New York City will sever all of its management contracts with the Trump Organization, costing the outgoing president millions of dollars in annual revenue, Mayor Bill de Blasio said Wednesday.
De Blasio said the contracts allowed the city to break them if a vendor's leadership broke the law, and said Trump's "inciting an insurrection" was clearly a "criminal act." He said in his daily briefing he was still in disbelief.
"The fact that there was an insurrection of the United States Capitol to begin with, we've never seen that in the history of this country," de Blasio said. "The fact that it was fomented and directed by the president of the United States is something out of the most fictional possibilities you could have imagined before Donald Trump."
In light of the deadly riot, de Blasio said the city has determined it is within its power to cancel all Trump Organization contracts. The four contracts -- to operate the Central Park Carousel, the Wollman and Lasker skating rinks, and the Ferry Point Golf Course -- are worth about $17 million a year to Trump's business.

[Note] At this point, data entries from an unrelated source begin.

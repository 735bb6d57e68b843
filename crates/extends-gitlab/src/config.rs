//! Settings for the GitLab fetcher

use serde::{Deserialize, Serialize};
use std::time::Duration;

/// Public GitLab API root
pub const DEFAULT_BASE_URL: &str = "https://gitlab.com/api/v4";

/// Repository file holding a project's config
pub const DEFAULT_FILE_PATH: &str = ".gitlab/renovate.json";

const DEFAULT_TIMEOUT_MS: u64 = 30_000;
const DEFAULT_MAX_RETRY_ELAPSED_MS: u64 = 10_000;

/// How to reach GitLab and which file to read
#[derive(Debug, Clone, PartialEq, Eq, Serialize, Deserialize)]
#[serde(default)]
pub struct GitLabConfig {
    /// API root, e.g. `https://gitlab.example.com/api/v4`
    pub base_url: String,

    /// Access token sent as `PRIVATE-TOKEN`; anonymous when `None`
    pub token: Option<String>,

    /// Path of the config file inside each project
    pub file_path: String,

    /// Per-request timeout in milliseconds; must be non-zero
    pub timeout_ms: u64,

    /// Milliseconds spent retrying transient failures; `0` disables retries
    pub max_retry_elapsed_ms: u64,
}

impl Default for GitLabConfig {
    fn default() -> Self {
        Self {
            base_url: DEFAULT_BASE_URL.to_string(),
            token: None,
            file_path: DEFAULT_FILE_PATH.to_string(),
            timeout_ms: DEFAULT_TIMEOUT_MS,
            max_retry_elapsed_ms: DEFAULT_MAX_RETRY_ELAPSED_MS,
        }
    }
}

impl GitLabConfig {
    pub fn new(base_url: impl Into<String>) -> Self {
        Self {
            base_url: base_url.into(),
            ..Self::default()
        }
    }

    pub fn with_token(mut self, token: impl Into<String>) -> Self {
        self.token = Some(token.into());
        self
    }

    pub fn with_file_path(mut self, file_path: impl Into<String>) -> Self {
        self.file_path = file_path.into();
        self
    }

    pub fn with_timeout(mut self, timeout: Duration) -> Self {
        self.timeout_ms = duration_ms(timeout);
        self
    }

    pub fn with_max_retry_elapsed(mut self, elapsed: Duration) -> Self {
        self.max_retry_elapsed_ms = duration_ms(elapsed);
        self
    }

    pub fn timeout(&self) -> Duration {
        Duration::from_millis(self.timeout_ms)
    }

    pub fn max_retry_elapsed(&self) -> Duration {
        Duration::from_millis(self.max_retry_elapsed_ms)
    }

    /// The token, ignoring empty strings
    pub(crate) fn effective_token(&self) -> Option<&str> {
        self.token.as_deref().filter(|t| !t.is_empty())
    }
}

fn duration_ms(duration: Duration) -> u64 {
    u64::try_from(duration.as_millis()).unwrap_or(u64::MAX)
}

"We will no longer be doing any business at all. By the contract language, we have the right to terminate contracts, obviously, if a criminal act has been committed and a criminal act has been committed," de Blasio said. "He will no longer profit from his relationship with New York City. We will not allow it."

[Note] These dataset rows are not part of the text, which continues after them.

//! SES Wrapper Info - check that the wrapper loads and talks to the analyzer
//!
//! Usage: cargo run --bin ses_info -- [--library <dll>] [--instrument <file>] [--emulate]
//! Example: cargo run --bin ses_info -- --emulate

use anyhow::{Context, Result};
use clap::Parser;
use seswrapper_rs::common::InfoArgs;
use seswrapper_rs::config::{Config, LibraryConfig};
use seswrapper_rs::ses::{CBridge, SesWrapper};
use std::path::Path;
use tracing_subscriber::EnvFilter;

fn main() -> Result<()> {
    tracing_subscriber::fmt()
        .with_env_filter(
            EnvFilter::from_default_env().add_directive("seswrapper_rs=info".parse()?),
        )
        .init();

    let args = InfoArgs::parse();

    // The config file is optional here; command line paths win
    let library_config = if Path::new(&args.common.config_file).exists() {
        Config::load(&args.common.config_file)
            .with_context(|| format!("Failed to load {}", args.common.config_file))?
            .library
    } else {
        LibraryConfig::default()
    };
    let library_path = args
        .library
        .clone()
        .unwrap_or_else(|| library_config.wrapper_path());

    println!("===========================================");
    println!("SES Wrapper Info");
    println!("===========================================");
    if args.common.emulate {
        println!("Library: emulator");
    } else {
        println!("Library: {}", library_path.display());
    }
    println!();

    let wrapper = match args.common.open_wrapper(&library_path) {
        Ok(w) => {
            println!("[OK] Library loaded");
            w
        }
        Err(e) => {
            eprintln!("[ERROR] Failed to load library: {}", e);
            std::process::exit(1);
        }
    };

    println!();
    println!("--- Library ---");
    for property in ["lib_description", "lib_version"] {
        match wrapper.get_property_string(property, 0) {
            Ok(value) => println!("  {:<20}: {}", property, value),
            Err(e) => eprintln!("  {:<20}: Error - {}", property, e),
        }
    }

    let instrument_library = library_config
        .instrument_library
        .clone()
        .unwrap_or_else(|| library_path.clone());
    wrapper.set_property_string("lib_working_dir", &library_config.working_dir, 0)?;
    wrapper.set_property_string("instrument_library", &instrument_library.to_string_lossy(), 0)?;

    if let Err(e) = wrapper.initialize() {
        eprintln!("[ERROR] Initialize failed: {}", e);
        std::process::exit(1);
    }
    println!("[OK] Initialized");

    let result = print_instrument(&wrapper, args.instrument.as_deref());

    println!();
    match wrapper.finalize() {
        Ok(()) => println!("[OK] Finalized"),
        Err(e) => eprintln!("[ERROR] Finalize failed: {}", e),
    }
    result
}

fn print_instrument(wrapper: &SesWrapper, instrument: Option<&Path>) -> Result<()> {
    if let Some(instrument) = instrument {
        wrapper
            .load_instrument(instrument)
            .with_context(|| format!("Failed to load instrument {}", instrument.display()))?;
        println!("[OK] Instrument loaded: {}", instrument.display());
    }

    println!();
    println!("--- Detector Info ---");
    let info = wrapper.detector_info()?;
    print_fields(&info)?;

    println!();
    println!("--- Detector Region ---");
    let region = wrapper.detector_region()?;
    print_fields(&region)?;

    println!();
    println!("--- Analyzer ---");
    for property in ["element_set", "lens_mode"] {
        match wrapper.get_property_string(property, 0) {
            Ok(value) => println!("  {:<20}: {}", property, value),
            Err(e) => eprintln!("  {:<20}: Error - {}", property, e),
        }
    }
    println!("  {:<20}: {} eV", "pass_energy", wrapper.pass_energy()?);
    println!("  {:<20}: {} eV", "kinetic_energy", wrapper.kinetic_energy()?);
    println!("  {:<20}: {} eV", "excitation_energy", wrapper.excitation_energy()?);
    println!("  {:<20}: {} eV", "binding_energy", wrapper.binding_energy()?);
    Ok(())
}

/// Print each field of a bridged record as `name (c_name): value`
fn print_fields<T: CBridge + serde::Serialize>(record: &T) -> Result<()> {
    let values = serde_json::to_value(record)?;
    for field in T::FIELDS {
        let value = values.get(field.name).cloned().unwrap_or_default();
        println!("  {:<20}: {}  ({})", field.name, value, field.c_name);
    }
    Ok(())
}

The mayor said the city was working to find new vendors to operate those locations, saying new ones will be in place for the rinks in 30 days. However, the golf course may take months to untangle a much more complicated legal contract. De Blasio's decision to terminate the contracts came just hours before a House of Representatives vote to impeach Trump for the second time in his presidency.
Like the city's contract move, the impeachment is tied to Trump's rally for alleged election fraud on Jan. 6, after which his followers stormed the Capitol and briefly seized control of the House and Senate chambers.
“The president incited a rebellion against the United States government, a clearly unconstitutional act,” Democratic Mayor Bill de Blasio said. “That’s unforgivable.
The president's son, Eric Trump, challenged the city's authority to terminate those contracts shortly after de Blasio's announcement Wednesday, calling it a part of a liberal "cancel culture."
"Yet another example of Mayor de Blasio’s blatant disregard for the facts. The City of New York has no legal right to end our contracts and if they elect to proceed, they will owe The Trump Organization over $30 million," the statement said. "This is nothing more than political discrimination, an attempt to infringe on the first amendment and we plan to fight vigorously."
Trump said his father will leave the presidency with a powerful brand backed by millions of voters who will follow him “to the ends of the Earth.”
“We live in the age of cancel culture, but this isn’t something that started this week. It is something that they have been doing to us and others for years,” said Trump, who along with his brother, Donald Jr., have been running the family company since their father took office four years ago. “If you disagree with them, if they don’t like you, they try and cancel you.”